Nestes outros territórios do futebol, a figura do espectador é menos nitidamente definida, confundindo-se quem está e quem não está a jogar, assim como o princípio e o fim do terreno de jogo. Falamos, é claro, das praias e dos brincas n’areia, uma e outra vez filmados, mas também das favelas, com os seus campos improvisados, objectos de inúmeras reportagens fotográficas. Como se os pés descalços das crianças que jogam na rua, noutras ocasiões interpretados como sintoma de atraso e miséria, quisessem testemunhar a pureza original de um espectáculo animado pelas chuteiras fluorescentes de uns quantos profissionais. O clip de abertura que a FIFA faz passar antes da transmissão televisiva dos jogos começava mesmo por dar a ver uma criança de pele escura que jogava à bola sobre um telhado de chapa, no alto de um morro, presume-se que numa favela carioca, a câmara só depois se aproximando do interior do estádio. De uma forma perversa, este tipo de imagens sugere-nos que a pobreza é não apenas o lugar de uma exclusão e de um vazio, mas também um elemento explorado e rentabilizado por um sistema económico transnacional.
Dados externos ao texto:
use galaxy_core::{Document, LookupIndex, StarSystem, SystemKey};

/// The user's multi-select, in order of selection.
///
/// Stored as keys and resolved through the lookup index on use, so it stays
/// valid when the map is swapped for a snapshot.
#[derive(Debug, Clone, Default, PartialEq)]
pub struct Selection {
    keys: Vec<SystemKey>,
}

impl Selection {
    pub fn keys(&self) -> &[SystemKey] {
        &self.keys
    }

    pub fn len(&self) -> usize {
        self.keys.len()
    }

    pub fn is_empty(&self) -> bool {
        self.keys.is_empty()
    }

    pub fn primary(&self) -> Option<&SystemKey> {
        self.keys.first()
    }

    pub fn contains(&self, key: &SystemKey) -> bool {
        self.keys.iter().any(|k| k == key)
    }

    pub fn clear(&mut self) {
        self.keys.clear();
    }

    /// Replace the selection with `keys`, keeping only those the index knows.
    pub fn restore(&mut self, keys: &[SystemKey], lookup: &LookupIndex) {
        self.keys = lookup.retain_known(keys);
    }

    /// Add or remove `key`. Returns true when the key ends up selected.
    pub fn toggle(&mut self, key: SystemKey) -> bool {
        if let Some(pos) = self.keys.iter().position(|k| k == &key) {
            self.keys.remove(pos);
            false
        } else {
            self.keys.push(key);
            true
        }
    }

    /// Resolve to the selected systems in `doc`.
    pub fn systems<'a>(&self, doc: &'a Document, lookup: &LookupIndex) -> Vec<&'a StarSystem> {
        self.keys
            .iter()
            .filter_map(|k| lookup.resolve(doc, k))
            .collect()
    }
}

#[cfg(test)]
mod tests {
    use super::*;

    #[test]
    fn test_restore_drops_missing_keys() {
        let doc = Document::from_systems(vec![StarSystem::new("sol", "Sol", 0.0, 0.0)]);
        let lookup = LookupIndex::rebuild(&doc);
        let mut selection = Selection::default();

        selection.restore(&[SystemKey::new("ghost"), SystemKey::new("sol")], &lookup);

        assert_eq!(selection.keys(), &[SystemKey::new("sol")]);
        assert_eq!(selection.systems(&doc, &lookup)[0].name, "Sol");
    }

    #[test]
    fn test_toggle() {
        let mut selection = Selection::default();
        assert!(selection.toggle("a".into()));
        assert!(selection.toggle("b".into()));
        assert!(!selection.toggle("a".into()));
        assert_eq!(selection.primary(), Some(&SystemKey::new("b")));
    }
}
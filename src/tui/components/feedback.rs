//! # Feedback Overlay
//!
//! The short celebratory (or encouraging) popup shown between judging a
//! card and moving to the next one.

use rand::Rng;
use rand::seq::SliceRandom;
use ratatui::Frame;
use ratatui::layout::{Alignment, Constraint, Flex, Layout, Rect};
use ratatui::style::{Color, Modifier, Style};
use ratatui::widgets::{Block, BorderType, Clear, Paragraph};
use unicode_width::UnicodeWidthStr;

use crate::core::session::Feedback;
use crate::tui::component::Component;

pub const POSITIVE_MESSAGES: [&str; 8] = [
    "Spectacular! 🌟",
    "Way to go! 🚀",
    "You're a star! ⭐",
    "Brilliant! 💡",
    "Nailed it! 🔨",
    "Awesome! 🎉",
    "Superb! 🏆",
    "On fire! 🔥",
];

pub const ENCOURAGING_MESSAGES: [&str; 8] = [
    "Nice try! 🌱",
    "Keep growing! 🌿",
    "Learning takes time! 🕰️",
    "You'll get it! 🌈",
    "Practice makes perfect! 📚",
    "Don't give up! 💖",
    "Almost there! 🎯",
    "Stay curious! 🦉",
];

/// Pick a message matching the judgment.
pub fn pick_message<R: Rng + ?Sized>(feedback: Feedback, rng: &mut R) -> &'static str {
    let pool: &[&'static str] = match feedback {
        Feedback::Success => &POSITIVE_MESSAGES,
        Feedback::Missed => &ENCOURAGING_MESSAGES,
    };
    pool.choose(rng).copied().unwrap_or(pool[0])
}

pub struct FeedbackOverlay<'a> {
    pub feedback: Feedback,
    pub message: &'a str,
}

impl Component for FeedbackOverlay<'_> {
    fn render(&mut self, frame: &mut Frame, area: Rect) {
        let color = match self.feedback {
            Feedback::Success => Color::Green,
            Feedback::Missed => Color::Yellow,
        };

        let width = (self.message.width() as u16 + 8).min(area.width);
        let [row] = Layout::vertical([Constraint::Length(3)])
            .flex(Flex::Center)
            .areas(area);
        let [popup] = Layout::horizontal([Constraint::Length(width)])
            .flex(Flex::Center)
            .areas(row);

        let paragraph = Paragraph::new(self.message)
            .style(Style::default().fg(color).add_modifier(Modifier::BOLD))
            .alignment(Alignment::Center)
            .block(
                Block::bordered()
                    .border_type(BorderType::Thick)
                    .border_style(Style::default().fg(color)),
            );
        frame.render_widget(Clear, popup);
        frame.render_widget(paragraph, popup);
    }
}
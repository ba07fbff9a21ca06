//! Test utilities shared across the crate.
//!
//! This module is only compiled during tests (`#[cfg(test)]`).

use std::sync::{Arc, Mutex};

use async_trait::async_trait;

use crate::core::card::VocabularyCard;
use crate::core::session::Session;
use crate::core::state::App;
use crate::inference::{DeckGenerator, DeckRequest, ProviderError};

/// `n` distinct cards: word-0, word-1, ...
pub fn sample_cards(n: usize) -> Vec<VocabularyCard> {
    (0..n)
        .map(|i| VocabularyCard {
            word: format!("word-{i}"),
            pronunciation: format!("/wɜːd {i}/"),
            part_of_speech: "noun".to_string(),
            definition: format!("Definition number {i}."),
            example: format!("Example sentence {i}."),
        })
        .collect()
}

/// A generator that returns a fixed result and records every request.
pub struct ScriptedGenerator {
    cards: Option<Vec<VocabularyCard>>,
    requests: Mutex<Vec<DeckRequest>>,
}

impl ScriptedGenerator {
    pub fn cards(cards: Vec<VocabularyCard>) -> Self {
        Self {
            cards: Some(cards),
            requests: Mutex::new(Vec::new()),
        }
    }

    pub fn failing() -> Self {
        Self {
            cards: None,
            requests: Mutex::new(Vec::new()),
        }
    }

    pub fn requests(&self) -> Vec<DeckRequest> {
        self.requests.lock().unwrap().clone()
    }
}

#[async_trait]
impl DeckGenerator for ScriptedGenerator {
    fn name(&self) -> &str {
        "scripted"
    }

    async fn generate(&self, request: &DeckRequest) -> Result<Vec<VocabularyCard>, ProviderError> {
        self.requests.lock().unwrap().push(request.clone());
        self.cards
            .clone()
            .ok_or_else(|| ProviderError::Network("scripted failure".to_string()))
    }
}

/// A session already in `Playing` at cursor 0 with `n` sample cards.
pub fn playing_session(n: usize) -> Session {
    let mut session = Session::default();
    let ticket = session.begin_session().unwrap();
    session.complete_generation(ticket.epoch, Ok(sample_cards(n)));
    session
}

/// Creates a test App backed by a generator that returns three cards.
pub fn test_app() -> App {
    App::new(Arc::new(ScriptedGenerator::cards(sample_cards(3))))
}
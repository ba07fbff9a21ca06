use ratatui::Frame;
use ratatui::layout::Rect;

/// A reusable UI component.
///
/// Components receive data via props (struct fields), may borrow persistent
/// state, and render to a `Frame` within a given `Rect`.
///
/// `render` takes `&mut self` so a component can update presentation state
/// (scroll offsets, cached heights) during the render pass, in line with
/// ratatui's `StatefulWidget` pattern.
pub trait Component {
    /// Render the component into the given area.
    fn render(&mut self, frame: &mut Frame, area: Rect);
}

/// A component that handles terminal events.
pub trait EventHandler {
    /// The type of high-level event this component emits.
    type Event;

    /// Handle a low-level `TuiEvent` and optionally return a high-level event.
    fn handle_event(&mut self, event: &super::event::TuiEvent) -> Option<Self::Event>;
}
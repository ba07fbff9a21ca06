//! # TUI Adapter
//!
//! The ratatui-specific layer. Handles terminal I/O, renders the UI,
//! and translates keyboard events into core::Action values.
//!
//! This is the only module that knows about ratatui and crossterm.
//!
//! ## Background work
//!
//! `update()` never performs I/O. It returns an `Effect` and this loop acts
//! on it:
//!
//! - `GenerateDeck`: spawns the generator call (under the configured timeout)
//!   and posts `Action::DeckGenerated` back over the channel.
//! - `ScheduleAdvance`: picks a feedback message, sleeps for the feedback
//!   delay, then posts `Action::Advance`.
//! - `CancelPending`: aborts both kinds of task.
//!
//! Results from aborted or superseded tasks that still arrive are discarded
//! by the session's epoch check, so aborting is only about not wasting work.
//!
//! ## Redraw Strategy
//!
//! - **Animating** (loading spinner): draws every ~80ms.
//! - **Idle**: sleeps up to 500ms, only redraws on events or channel traffic.

mod component;
mod components;
mod event;
mod ui;

use log::{debug, info, warn};
use std::io::stdout;
use std::sync::{Arc, mpsc};
use std::time::Duration;

use crossterm::event::{DisableMouseCapture, EnableMouseCapture};
use crossterm::execute;

use crate::Provider;
use crate::core::action::{Action, Effect, update};
use crate::core::config::ResolvedConfig;
use crate::core::session::{AdvanceToken, GenerationTicket, SessionState};
use crate::core::state::App;
use crate::inference::{
    DeckGenerator, GeminiProvider, LmStudioProvider, OpenRouterProvider, ProviderError,
};
use crate::tui::component::EventHandler;
use crate::tui::components::{
    StartEvent, StartScreenState, SummaryEvent, SummaryState, pick_message,
};
use crate::tui::event::{TuiEvent, poll_event_immediate, poll_event_timeout};

/// TUI-specific presentation state (not part of core business logic)
pub struct TuiState {
    pub start_screen: StartScreenState,
    pub summary: SummaryState,
    /// Text for the feedback popup of the card currently being judged.
    pub feedback_message: &'static str,
}

impl TuiState {
    pub fn new() -> Self {
        Self {
            start_screen: StartScreenState::default(),
            summary: SummaryState::default(),
            feedback_message: "",
        }
    }
}

impl Default for TuiState {
    fn default() -> Self {
        Self::new()
    }
}

struct TerminalModeGuard;

impl TerminalModeGuard {
    fn new() -> std::io::Result<Self> {
        execute!(stdout(), EnableMouseCapture)?;
        info!("Terminal modes enabled (mouse)");
        Ok(Self)
    }
}

impl Drop for TerminalModeGuard {
    fn drop(&mut self) {
        let _ = execute!(stdout(), DisableMouseCapture);
    }
}

/// Build a deck generator from a resolved config's provider and credentials.
pub fn build_provider(config: &ResolvedConfig) -> Result<Arc<dyn DeckGenerator>, ProviderError> {
    match config.provider {
        Provider::Gemini => {
            let api_key = config.gemini_api_key.clone().ok_or_else(|| {
                ProviderError::Config(
                    "Gemini API key must be set (config file, GEMINI_API_KEY or API_KEY env var, or --provider lmstudio)"
                        .to_string(),
                )
            })?;
            Ok(Arc::new(GeminiProvider::new(
                api_key,
                config.model_name.clone(),
                Some(config.gemini_base_url.clone()),
            )))
        }
        Provider::OpenRouter => {
            let api_key = config.openrouter_api_key.clone().ok_or_else(|| {
                ProviderError::Config(
                    "OpenRouter API key must be set (config file or OPENROUTER_API_KEY env var)"
                        .to_string(),
                )
            })?;
            Ok(Arc::new(OpenRouterProvider::new(
                api_key,
                config.model_name.clone(),
                Some(config.openrouter_base_url.clone()),
            )))
        }
        Provider::LmStudio => Ok(Arc::new(LmStudioProvider::new(
            config.model_name.clone(),
            Some(config.lmstudio_base_url.clone()),
        ))),
    }
}

/// Outstanding background tasks, tracked so Restart can abort them.
#[derive(Default)]
struct PendingTasks {
    generation: Option<tokio::task::AbortHandle>,
    advance: Option<tokio::task::AbortHandle>,
}

impl PendingTasks {
    fn abort_all(&mut self) {
        if let Some(handle) = self.generation.take() {
            debug!("Aborting generation task");
            handle.abort();
        }
        if let Some(handle) = self.advance.take() {
            debug!("Aborting advance task");
            handle.abort();
        }
    }
}

/// Maps a key press to an `Action` for the current screen.
///
/// Screen-local navigation (picker focus, summary scrolling) is absorbed by
/// the component states and yields `None`.
fn map_event(app: &App, tui: &mut TuiState, event: &TuiEvent) -> Option<Action> {
    match event {
        TuiEvent::ForceQuit => return Some(Action::Quit),
        TuiEvent::Restart => return Some(Action::Restart),
        _ => {}
    }

    match app.session.state() {
        SessionState::Start => match event {
            TuiEvent::Escape | TuiEvent::InputChar('q') => Some(Action::Quit),
            _ => tui
                .start_screen
                .handle_event(event)
                .map(|start_event| match start_event {
                    StartEvent::CycleTopic { forward } => Action::CycleTopic { forward },
                    StartEvent::CycleDifficulty { forward } => Action::CycleDifficulty { forward },
                    StartEvent::Begin => Action::BeginSession,
                }),
        },
        SessionState::Loading => match event {
            TuiEvent::Escape => Some(Action::Restart),
            _ => None,
        },
        SessionState::Playing { is_flipped, .. } => match event {
            TuiEvent::Escape | TuiEvent::InputChar('q') => Some(Action::Quit),
            TuiEvent::InputChar(' ') | TuiEvent::Submit => Some(Action::Flip),
            // Judging only makes sense once the answer is visible
            TuiEvent::CursorRight | TuiEvent::InputChar('k') if *is_flipped => {
                Some(Action::Judge { known: true })
            }
            TuiEvent::CursorLeft | TuiEvent::InputChar('s') if *is_flipped => {
                Some(Action::Judge { known: false })
            }
            _ => None,
        },
        SessionState::Summary => match event {
            TuiEvent::Escape | TuiEvent::InputChar('q') => Some(Action::Quit),
            _ => tui.summary.handle_event(event).map(|summary_event| match summary_event {
                SummaryEvent::PlayAgain => Action::Restart,
            }),
        },
        SessionState::Error { .. } => match event {
            TuiEvent::Escape | TuiEvent::InputChar('q') => Some(Action::Quit),
            TuiEvent::Submit | TuiEvent::InputChar('r') => Some(Action::Restart),
            _ => None,
        },
    }
}

/// Performs one `Effect`. Returns `true` when the loop should exit.
fn apply_effect(
    effect: Effect,
    app: &App,
    tui: &mut TuiState,
    pending: &mut PendingTasks,
    generation_timeout: Duration,
    tx: &mpsc::Sender<Action>,
) -> bool {
    match effect {
        Effect::None => {}
        Effect::Quit => return true,
        Effect::GenerateDeck(ticket) => {
            if let Some(previous) = pending.generation.take() {
                previous.abort();
            }
            tui.summary.reset();
            pending.generation = Some(spawn_generation(
                app.generator.clone(),
                ticket,
                generation_timeout,
                tx.clone(),
            ));
        }
        Effect::ScheduleAdvance {
            token,
            delay,
            feedback,
        } => {
            tui.feedback_message = pick_message(feedback, &mut rand::thread_rng());
            if let Some(previous) = pending.advance.take() {
                previous.abort();
            }
            pending.advance = Some(spawn_advance(token, delay, tx.clone()));
        }
        Effect::CancelPending => {
            pending.abort_all();
            tui.summary.reset();
        }
    }
    false
}

pub fn run(config: ResolvedConfig, generator: Arc<dyn DeckGenerator>) -> std::io::Result<()> {
    let mut app = App::from_config(generator, &config);
    let mut tui = TuiState::new();

    let mut terminal = ratatui::init();
    let _terminal_mode_guard = TerminalModeGuard::new();

    // Channel for actions from background tasks
    let (tx, rx) = mpsc::channel();
    let mut pending = PendingTasks::default();

    let start_time = std::time::Instant::now();
    let mut needs_redraw = true; // Force first frame
    let mut should_quit = false;

    while !should_quit {
        let animating = matches!(app.session.state(), SessionState::Loading);
        if animating {
            needs_redraw = true;
        }

        if needs_redraw {
            let spinner_frame = (start_time.elapsed().as_secs_f32() * 12.0) as usize;
            terminal.draw(|f| ui::draw_ui(f, &app, &mut tui, spinner_frame))?;
            needs_redraw = false;
        }

        let timeout = if animating {
            Duration::from_millis(80)
        } else {
            Duration::from_millis(500)
        };
        let first_event = poll_event_timeout(timeout);
        if first_event.is_some() {
            needs_redraw = true;
        }

        // Process first event + drain ALL pending events before next draw
        for event in first_event
            .into_iter()
            .chain(std::iter::from_fn(poll_event_immediate))
        {
            let Some(action) = map_event(&app, &mut tui, &event) else {
                continue;
            };
            debug!("Key mapped to {:?}", action);
            let effect = update(&mut app, action);
            if apply_effect(
                effect,
                &app,
                &mut tui,
                &mut pending,
                config.generation_timeout,
                &tx,
            ) {
                should_quit = true;
                break;
            }
        }

        // Handle background task results
        while !should_quit && let Ok(action) = rx.try_recv() {
            needs_redraw = true;
            debug!("Event loop received: {:?}", action);
            match &action {
                Action::DeckGenerated { .. } => pending.generation = None,
                Action::Advance(_) => pending.advance = None,
                _ => {}
            }
            let effect = update(&mut app, action);
            should_quit = apply_effect(
                effect,
                &app,
                &mut tui,
                &mut pending,
                config.generation_timeout,
                &tx,
            );
        }
    }

    pending.abort_all();
    ratatui::restore();
    info!("LingoFlash exiting");
    Ok(())
}

fn spawn_generation(
    generator: Arc<dyn DeckGenerator>,
    ticket: GenerationTicket,
    timeout: Duration,
    tx: mpsc::Sender<Action>,
) -> tokio::task::AbortHandle {
    info!(
        "Spawning deck generation via {} (epoch={}, count={})",
        generator.name(),
        ticket.epoch,
        ticket.request.count
    );
    let handle = tokio::spawn(async move {
        let request_start = std::time::Instant::now();
        let result = match tokio::time::timeout(timeout, generator.generate(&ticket.request)).await
        {
            Ok(result) => result,
            Err(_) => {
                warn!(
                    "Deck generation timed out after {}s (epoch={})",
                    timeout.as_secs(),
                    ticket.epoch
                );
                Err(ProviderError::Timeout(timeout.as_secs()))
            }
        };
        debug!(
            "Deck generation finished in {}ms (epoch={}, ok={})",
            request_start.elapsed().as_millis(),
            ticket.epoch,
            result.is_ok()
        );
        if tx
            .send(Action::DeckGenerated {
                epoch: ticket.epoch,
                result,
            })
            .is_err()
        {
            warn!(
                "Failed to send generation result for epoch={}: receiver dropped",
                ticket.epoch
            );
        }
    });
    handle.abort_handle()
}

fn spawn_advance(
    token: AdvanceToken,
    delay: Duration,
    tx: mpsc::Sender<Action>,
) -> tokio::task::AbortHandle {
    let handle = tokio::spawn(async move {
        tokio::time::sleep(delay).await;
        if tx.send(Action::Advance(token)).is_err() {
            warn!("Failed to send advance: receiver dropped");
        }
    });
    handle.abort_handle()
}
Estarão os pobres condenados a esta situação ambivalente, incluídos na economia global mas sem direito a um lugar no estádio? Não sabemos. Seria certamente abusivo pretender encontrar um programa político alternativo no ciclo de protestos iniciado há um ano e que tem agora no horizonte os Jogos Olímpicos de 2016. Mas seria também precipitado considerar esses movimentos simples efeitos espasmódicos de uma massa de excluídos. Para concluir em jeito de amizade, aos vários manifestantes que animaram os movimentos que fizeram a sua bandeira do slogan “Não vai ter 'Copa'!” envio notícia de um pequeno artigo publicado na imprensa portuguesa em meados dos anos 40, no jornal desportivo A Bola. Da autoria de Jaime Ferreira, o texto mostra que já então havia quem exprimisse a sua admiração pelos que, nas palavras de Geraldo Vandré, não esperam a hora para fazer acontecer: "Uma das organizações mais 'democráticas' que conhecemos é o 'grupo do pé descalço'… Não possui estatutos. É assim uma espécie de organização anarquista, sem 'freio nos dentes' e incapaz de aderir a qualquer 'estado' organizado, seja através de associações, federações, seja através de qualquer outra burocrática engrenagem. Parece uma máquina negativa, mas tem, inquestionavelmente, uma ordem positiva. Não marca horário para desafios e não tem campo próprio. Um beco, uma travessa ou rua, um largozito serve à maravilha para disputar rija peleja futebolística. Também já fizeram desafios nocturnos no Terreiro do Paço, ante o pasmo das pessoas indignadas que vão ou vêm da 'outra banda' e a muda aquiescência de D. José, do cavalo e do busto do Marquês…"

Bibliografia

Frederico Ágoas, «“Que de longe parecem moscas”: contributos para uma arqueologia do estádio de futebol», em José Neves e Nuno Domingos (orgs.), A Época do Futebol. O Jogo Visto pelas Ciências Sociais, Assírio e Alvim, Lisboa, 2004, pp.263-303.

Giuseppe Cocco, MundoBraz. O Devir-Mundo do Brasil e o Devir-Brasil do Mundo, Rio de Janeiro, Editora Record, 2009.

John Bale, Sport, Space and the City, Londre, Routledge, 1993.

José Neves, "Arquitectura, massificação e democracia – notas sobre um estádio de futebol", em Filipe Carreira da Silva e Pedro Alcântara da Silva (orgs.), Ciências Sociais: Vocação e Profissão – Homenagem a Manuel Villaverde Cabral, Lisboa, Imprensa de Ciências Sociais, 2013, pp. 559-574.